I cannot begin to discuss Clara without first thanking Gustavo Dudamel for his generosity in having invited me to compose a work based on the relationship between two great artists: Clara Wieck Schumann and Robert Schumann. Thanks to him, I was able to delve into the broad legacy of both more deftly; especially that of Clara who, in addition to being a splendid composer and one of the most important pianists of the 1 9th century, was the editor of her husband's complete works, as well as a teacher, mother, and wife.
Clara is divided into five parts that are played without interruption:
Except for "My response," all of these sections are comprised of intimate sketches or imaginary outlines of the relationship between Clara and Robert.
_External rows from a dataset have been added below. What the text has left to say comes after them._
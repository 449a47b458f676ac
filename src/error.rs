//! Error types.

/// An error produced when parsing or mutating a [`Url`].
///
/// Input-validation errors come with the strong guarantee: when a
/// fallible operation returns `Err`, the container is byte-identical
/// to its state before the call.
///
/// [`Url`]: crate::Url
#[derive(Clone, Copy, Debug, PartialEq, Eq, thiserror::Error)]
#[non_exhaustive]
pub enum Error {
    /// The scheme does not match `ALPHA *( ALPHA / DIGIT / "+" / "-" / "." )`.
    #[error("invalid scheme")]
    InvalidScheme,
    /// The authority does not match `[ userinfo "@" ] host [ ":" port ]`.
    #[error("invalid authority")]
    InvalidAuthority,
    /// The host does not parse as an IP literal, IPv4 address, or registered name.
    #[error("invalid host")]
    InvalidHost,
    /// The port contains a character other than a decimal digit.
    ///
    /// A port that is all digits but overflows `u16` is *not* an error:
    /// the string is stored and the numeric port is left unset.
    #[error("invalid port")]
    InvalidPort,
    /// The path violates the production required by its context, e.g. a
    /// path containing a character not allowed in any path production.
    #[error("invalid path")]
    InvalidPath,
    /// The query contains a disallowed character.
    #[error("invalid query")]
    InvalidQuery,
    /// The fragment contains a disallowed character.
    #[error("invalid fragment")]
    InvalidFragment,
    /// A raw byte outside the allowed set appeared in percent-encoded input.
    #[error("illegal reserved character in encoded string")]
    IllegalReservedChar,
    /// A `%` was not followed by two hexadecimal digits.
    #[error("incomplete or non-hexadecimal percent-encoded octet")]
    BadPctHexDig,
    /// The requested length exceeds the implementation maximum.
    #[error("maximum URL length exceeded")]
    TooLarge,
}

pub(crate) type Result<T, E = Error> = core::result::Result<T, E>;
My original idea was to transfer onto an ephemeral canvas the internal sounds of each one without attempting to illustrate or interpret, but simply voice and create, through my ear, the expressiveness and unique strength of their complex, but also fascinating personalities.
Clara parts from the idea that music will grant us access to a non-linear conception of time that is more circular, where the past (them) and the present (me) can meet, converse, and get to know one another. During these imaginary dialogues of a poetic and musical nature, an intimate diary began to grow in me filled with nuances, confessions, and internal contradictions that find in music their own reference, significance, and internal coherence, expressing all that which cannot be read or explained, but rather must be heard. I like to think that through Clara, Clara Wieck Schumann is here, in this concert hall with us. In order to clearly identify these sections, I have employed two fundamental musical tools: a brief rhythmic sequence that appears constantly as a leitmotif or idée fixe, acting as a thread to guide me between the sections that correspond to Robert or Clara, and a melodic theme represented by the oboe that, in a more personal way, represents the latter's private world. At the end of the piece, this leitmotif can be heard as breathing, leaving implicit the permanence and legacy of both figures.
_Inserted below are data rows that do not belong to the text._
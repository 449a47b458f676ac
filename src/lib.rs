#![warn(rust_2018_idioms, unreachable_pub, missing_docs)]
#![deny(unsafe_op_in_unsafe_fn)]
//! A mutable URL container that strictly adheres to IETF [RFC 3986].
//!
//! A [`Url`] stores a percent-encoded URI reference contiguously and
//! supports reading and replacing every syntactic component (scheme,
//! userinfo, host, port, path, query, fragment) in place, keeping the
//! stored string a valid URI reference through every edit.
//!
//! [RFC 3986]: https://datatracker.ietf.org/doc/html/rfc3986

/// Utilities for percent-encoding.
pub mod encoding;

/// IP address parsers as per RFC 3986.
pub mod ip;

mod error;
mod parser;
mod scheme;
mod url;

pub use crate::{error::Error, scheme::Scheme, url::*};
use tokio::{
    io::BufReader,
    net::TcpStream,
    time::{self, Duration},
};
use tracing::{debug, warn};
use typed_builder::TypedBuilder;

use crate::{
    clock::LamportClock,
    error::{Error, Result},
    reading::Reading,
    service::Response,
    wire::{self, FrameError, Request},
};

/// Talks to an aggregator, one connection per request, keeping its own
/// Lamport clock in step with the aggregator's.
///
/// Content sources use [`Client::put`]; readers use [`Client::get`].
#[derive(Debug, TypedBuilder)]
pub struct Client {
    /// `host:port` of the aggregator.
    #[builder(setter(into))]
    server: String,
    /// Extra attempts after a request fails to reach the aggregator.
    #[builder(default = 3)]
    retries: u32,
    #[builder(default = Duration::from_secs(1))]
    retry_delay: Duration,
    #[builder(default, setter(skip))]
    clock: LamportClock,
}

impl Client {
    pub fn clock(&self) -> &LamportClock {
        &self.clock
    }

    pub async fn put(&self, reading: &Reading) -> Result<Response> {
        self.put_raw(reading.to_json()).await
    }

    /// Sends a body as is, whether or not it is a valid reading.
    pub async fn put_raw(&self, body: Vec<u8>) -> Result<Response> {
        self.send(|clock| Request::Put {
            clock,
            body: body.clone(),
        })
        .await
    }

    pub async fn get(&self, id: Option<&str>) -> Result<Response> {
        self.send(|clock| Request::Get {
            clock,
            id: id.map(str::to_owned),
        })
        .await
    }

    async fn send(&self, request: impl Fn(u64) -> Request) -> Result<Response> {
        let mut attempt = 0;
        loop {
            match self.exchange(&request(self.clock.tick())).await {
                Ok(response) => {
                    self.clock.observe(response.clock);
                    debug!(server = self.server, clock = response.clock, outcome = ?response.outcome, "response");
                    return Ok(response);
                }
                Err(e) if attempt < self.retries && is_transient(&e) => {
                    attempt += 1;
                    warn!(server = self.server, attempt, error = %e, "request failed, retrying");
                    time::sleep(self.retry_delay).await;
                }
                Err(e) => return Err(e),
            }
        }
    }

    async fn exchange(&self, request: &Request) -> Result<Response> {
        let stream = TcpStream::connect(&self.server).await?;
        let (read, mut write) = stream.into_split();
        wire::write_request(&mut write, request).await?;
        let raw = wire::read_response(&mut BufReader::new(read)).await?;
        Response::try_from(raw)
    }
}

/// Failures worth another attempt: the aggregator could not be reached or
/// went away mid-exchange.
fn is_transient(e: &Error) -> bool {
    matches!(
        e,
        Error::Io(_) | Error::Frame(FrameError::Io(_) | FrameError::UnexpectedEof)
    )
}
In the central part of the work, "My response," I seek two objectives: first, to bring Clara and Robert into my own world, one of a rhythmic strength and color characteristic of my language, of the unique vitality born out of the entrails of the land I come from; and second, to explore a quote considered to be very controversial, in which Clara wrote: "I once believed that I possessed creative talent, but I have given up this idea; a woman must not desire to compose —there has never yet been one able to do it. Should I expect to be the one?"
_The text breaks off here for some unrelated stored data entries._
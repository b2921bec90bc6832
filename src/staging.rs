use std::{
    io,
    path::{Path, PathBuf},
    time::SystemTime,
};

use chrono::Utc;
use tokio::{fs, io::AsyncWriteExt};
use tracing::{debug, warn};

use crate::{error::Result, reading::Reading};

const EXTENSION: &str = "json";

/// The write-ahead directory submissions are staged in before they are merged
/// into the store.
///
/// Artifact names are `<source-key>-<millis>-<token>.json`, where the source
/// key is derived from the reading's id. Two submissions never share a name,
/// and every artifact can be traced back to its source without reading it.
#[derive(Debug, Clone)]
pub struct StagingArea {
    dir: PathBuf,
}

/// A staged reading waiting to be merged, or left behind by a crash.
#[derive(Debug, Clone, PartialEq, Eq)]
pub struct Artifact {
    pub path: PathBuf,
    pub modified: SystemTime,
}

impl StagingArea {
    pub async fn open(dir: impl Into<PathBuf>) -> io::Result<Self> {
        let dir = dir.into();
        fs::create_dir_all(&dir).await?;
        Ok(Self { dir })
    }

    pub fn dir(&self) -> &Path {
        &self.dir
    }

    /// Durably writes a reading to a fresh artifact and returns its path.
    pub async fn stage(&self, reading: &Reading) -> io::Result<PathBuf> {
        let name = format!(
            "{}-{}-{:016x}.{EXTENSION}",
            source_key(reading.id()),
            Utc::now().timestamp_millis(),
            rand::random::<u64>(),
        );
        let path = self.dir.join(name);
        let mut file = fs::OpenOptions::new()
            .write(true)
            .create_new(true)
            .open(&path)
            .await?;
        let written = match file.write_all(&reading.to_json()).await {
            Ok(()) => file.sync_all().await,
            Err(e) => Err(e),
        };
        if let Err(e) = written {
            drop(file);
            self.discard(&path).await;
            return Err(e);
        }
        debug!(path = %path.display(), id = reading.id(), "staged reading");
        Ok(path)
    }

    /// Removes an artifact. One that is already gone counts as removed.
    pub async fn discard(&self, path: &Path) {
        match fs::remove_file(path).await {
            Ok(()) => {}
            Err(e) if e.kind() == io::ErrorKind::NotFound => {}
            Err(e) => {
                warn!(path = %path.display(), error = %e, "could not remove staged artifact")
            }
        }
    }

    pub async fn read(&self, artifact: &Artifact) -> Result<Reading> {
        let body = fs::read(&artifact.path).await?;
        Ok(Reading::parse(&body)?)
    }

    /// Lists every artifact currently staged, in no particular order.
    pub async fn artifacts(&self) -> io::Result<Vec<Artifact>> {
        let mut entries = fs::read_dir(&self.dir).await?;
        let mut artifacts = Vec::new();
        while let Some(entry) = entries.next_entry().await? {
            let path = entry.path();
            if path.extension().map_or(true, |ext| ext != EXTENSION) {
                continue;
            }
            // submissions discard their artifacts concurrently with listing
            let metadata = match entry.metadata().await {
                Ok(metadata) => metadata,
                Err(e) if e.kind() == io::ErrorKind::NotFound => continue,
                Err(e) => return Err(e),
            };
            if !metadata.is_file() {
                continue;
            }
            artifacts.push(Artifact {
                path,
                modified: metadata.modified()?,
            });
        }
        Ok(artifacts)
    }

    /// Removes the artifacts a source left behind that were last written
    /// before `before`. Returns how many were removed.
    pub async fn remove_for_source(
        &self,
        id: &str,
        before: SystemTime,
    ) -> io::Result<usize> {
        let prefix = format!("{}-", source_key(id));
        let mut removed = 0;
        for artifact in self.artifacts().await? {
            let owned = artifact
                .path
                .file_name()
                .and_then(|name| name.to_str())
                .map_or(false, |name| name.starts_with(&prefix));
            if owned && artifact.modified < before {
                self.discard(&artifact.path).await;
                removed += 1;
            }
        }
        Ok(removed)
    }
}

/// A filesystem-safe key for a source id.
fn source_key(id: &str) -> String {
    blake3::hash(id.as_bytes()).to_hex().as_str()[..16].to_owned()
}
Throughout history, women have had to overcome major obstacles marked by gender differences. We have gradually unfolded within the musical arts with great difficulty. However, as is well known, there are many of us who have rebelled against these evident forms of injustice and struggled to gain recognition and a place in society. This piece represents an acknowledgement of Clara, a tribute to her, and my definitive, resounding response to her question. It also signals my gratitude to all the women who, in their time, challenged the society they were raised in by manifesting their artistic oeuvre.